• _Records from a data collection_

++++++++++++++++++++

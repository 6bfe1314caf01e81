//! Somfy RTS commands
//!
//! Defines the RTS control codes and the CUL `Ys` send command that carries them.

use serde::{Deserialize, Serialize};
use std::fmt;
use std::str::FromStr;

use super::CulError;

/// CUL command prefix for a Somfy RTS frame
const SOMFY_SEND_PREFIX: &str = "Ys";

/// Encryption key byte; the CUL firmware expects `A1` for RTS frames
const ENCRYPTION_KEY: &str = "A1";

/// Checksum placeholder, filled in by the CUL firmware
const CHECKSUM_PLACEHOLDER: &str = "0";

/// Build the CUL wire string for one RTS frame.
///
/// The arguments are concatenated as given; the caller owns the format of
/// the action key, rolling code and address.
pub fn encode(action: &str, rolling_code: &str, address: &str) -> String {
    let mut out = String::with_capacity(
        SOMFY_SEND_PREFIX.len()
            + ENCRYPTION_KEY.len()
            + action.len()
            + CHECKSUM_PLACEHOLDER.len()
            + rolling_code.len()
            + address.len(),
    );
    out.push_str(SOMFY_SEND_PREFIX);
    out.push_str(ENCRYPTION_KEY);
    out.push_str(action);
    out.push_str(CHECKSUM_PLACEHOLDER);
    out.push_str(rolling_code);
    out.push_str(address);
    out
}

/// RTS control codes understood by Somfy receivers
#[derive(Debug, Clone, Copy, PartialEq, Eq, Hash, Serialize, Deserialize)]
#[serde(rename_all = "SCREAMING_SNAKE_CASE")]
pub enum SomfyCommand {
    /// Stop, or move to the "my" position when idle
    My,
    /// Open / raise
    Up,
    /// "my" and up pressed together
    MyUp,
    /// Close / lower
    Down,
    /// "my" and down pressed together
    MyDown,
    /// Up and down pressed together
    UpDown,
    /// Pair with (or unpair from) a receiver
    Prog,
    /// Sun sensor on
    SunFlag,
    /// Sun sensor off
    Flag,
}

impl SomfyCommand {
    /// Every command, in control-code order
    pub const ALL: [SomfyCommand; 9] = [
        SomfyCommand::My,
        SomfyCommand::Up,
        SomfyCommand::MyUp,
        SomfyCommand::Down,
        SomfyCommand::MyDown,
        SomfyCommand::UpDown,
        SomfyCommand::Prog,
        SomfyCommand::SunFlag,
        SomfyCommand::Flag,
    ];

    /// Get the single hex digit sent as the action key
    pub fn action_key(&self) -> char {
        match self {
            SomfyCommand::My => '1',
            SomfyCommand::Up => '2',
            SomfyCommand::MyUp => '3',
            SomfyCommand::Down => '4',
            SomfyCommand::MyDown => '5',
            SomfyCommand::UpDown => '6',
            SomfyCommand::Prog => '8',
            SomfyCommand::SunFlag => '9',
            SomfyCommand::Flag => 'A',
        }
    }

    /// Upper-case name, as accepted by `FromStr` and used by serde
    pub fn name(&self) -> &'static str {
        match self {
            SomfyCommand::My => "MY",
            SomfyCommand::Up => "UP",
            SomfyCommand::MyUp => "MY_UP",
            SomfyCommand::Down => "DOWN",
            SomfyCommand::MyDown => "MY_DOWN",
            SomfyCommand::UpDown => "UP_DOWN",
            SomfyCommand::Prog => "PROG",
            SomfyCommand::SunFlag => "SUN_FLAG",
            SomfyCommand::Flag => "FLAG",
        }
    }
}

impl fmt::Display for SomfyCommand {
    fn fmt(&self, f: &mut fmt::Formatter<'_>) -> fmt::Result {
        f.write_str(self.name())
    }
}

impl FromStr for SomfyCommand {
    type Err = CulError;

    /// Accepts the command name in any case, with `-` or `_` separators
    fn from_str(s: &str) -> Result<Self, Self::Err> {
        let normalized = s.trim().replace('-', "_").to_ascii_uppercase();
        SomfyCommand::ALL
            .into_iter()
            .find(|cmd| cmd.name() == normalized)
            .ok_or_else(|| CulError::UnknownCommand(s.to_string()))
    }
}

/// One RTS frame addressed to a single actuator
#[derive(Debug, Clone, PartialEq, Eq)]
pub struct CulCommand {
    /// What the actuator should do
    pub action: SomfyCommand,
    /// Caller-managed anti-replay counter, as hex digits
    pub rolling_code: String,
    /// Target actuator address, as hex digits
    pub address: String,
}

impl CulCommand {
    /// Create a command for one actuator
    pub fn new(
        action: SomfyCommand,
        rolling_code: impl Into<String>,
        address: impl Into<String>,
    ) -> Self {
        Self {
            action,
            rolling_code: rolling_code.into(),
            address: address.into(),
        }
    }

    /// Encode to the CUL wire string (without line terminator)
    pub fn encode(&self) -> String {
        let mut key = [0u8; 4];
        encode(
            self.action.action_key().encode_utf8(&mut key),
            &self.rolling_code,
            &self.address,
        )
    }

    /// Convert to bytes, appending newline for transmission
    pub fn to_bytes(&self) -> Vec<u8> {
        let mut bytes = self.encode().into_bytes();
        bytes.push(b'\n');
        bytes
    }
}

#[cfg(test)]
mod tests {
    use super::*;

    #[test]
    fn test_encode_concatenates_fields() {
        assert_eq!(encode("1", "0myRolling", "myAddr"), "YsA1100myRollingmyAddr");
        assert_eq!(encode("1", "00myRolling", "myAddr"), "YsA11000myRollingmyAddr");
        assert_eq!(encode("2", "0A1B", "123456"), "YsA1200A1B123456");
    }

    #[test]
    fn test_encode_does_not_touch_content() {
        // Anything goes; validation is the caller's job.
        assert_eq!(encode("xy", " z ", "\t"), "YsA1xy0 z \t");
        assert_eq!(encode("", "", ""), "YsA10");
    }

    #[test]
    fn test_action_keys() {
        assert_eq!(SomfyCommand::My.action_key(), '1');
        assert_eq!(SomfyCommand::Up.action_key(), '2');
        assert_eq!(SomfyCommand::Down.action_key(), '4');
        assert_eq!(SomfyCommand::Prog.action_key(), '8');
        assert_eq!(SomfyCommand::Flag.action_key(), 'A');
    }

    #[test]
    fn test_command_from_str() {
        assert_eq!("up".parse::<SomfyCommand>().unwrap(), SomfyCommand::Up);
        assert_eq!("My-Down".parse::<SomfyCommand>().unwrap(), SomfyCommand::MyDown);
        assert_eq!(" SUN_FLAG ".parse::<SomfyCommand>().unwrap(), SomfyCommand::SunFlag);
        assert!(matches!(
            "sideways".parse::<SomfyCommand>(),
            Err(CulError::UnknownCommand(s)) if s == "sideways"
        ));
    }

    #[test]
    fn test_command_serde_names() {
        let json = serde_json::to_string(&SomfyCommand::MyUp).unwrap();
        assert_eq!(json, "\"MY_UP\"");
        let back: SomfyCommand = serde_json::from_str("\"DOWN\"").unwrap();
        assert_eq!(back, SomfyCommand::Down);
    }

    #[test]
    fn test_cul_command_to_bytes() {
        let cmd = CulCommand::new(SomfyCommand::Down, "0012", "ABCDEF");
        assert_eq!(cmd.encode(), "YsA1400012ABCDEF");
        assert_eq!(cmd.to_bytes(), b"YsA1400012ABCDEF\n".to_vec());
    }
}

++++++++++++++++++++

• _TASK ITEM_
Write out a verbatim copy of the data, beginning with its first line and ending with the line that contains "const ENCRYPTION_KEY: &str".

• _EXERCISE ANSWER_
repository 6bfe1314caf01e81
//! Somfy RTS commands
//!
//! Defines the RTS control codes and the CUL `Ys` send command that carries them.

use serde::{Deserialize, Serialize};
use std::fmt;
use std::str::FromStr;

use super::CulError;

/// CUL command prefix for a Somfy RTS frame
const SOMFY_SEND_PREFIX: &str = "Ys";

/// Encryption key byte; the CUL firmware expects `A1` for RTS frames
const ENCRYPTION_KEY: &str = "A1";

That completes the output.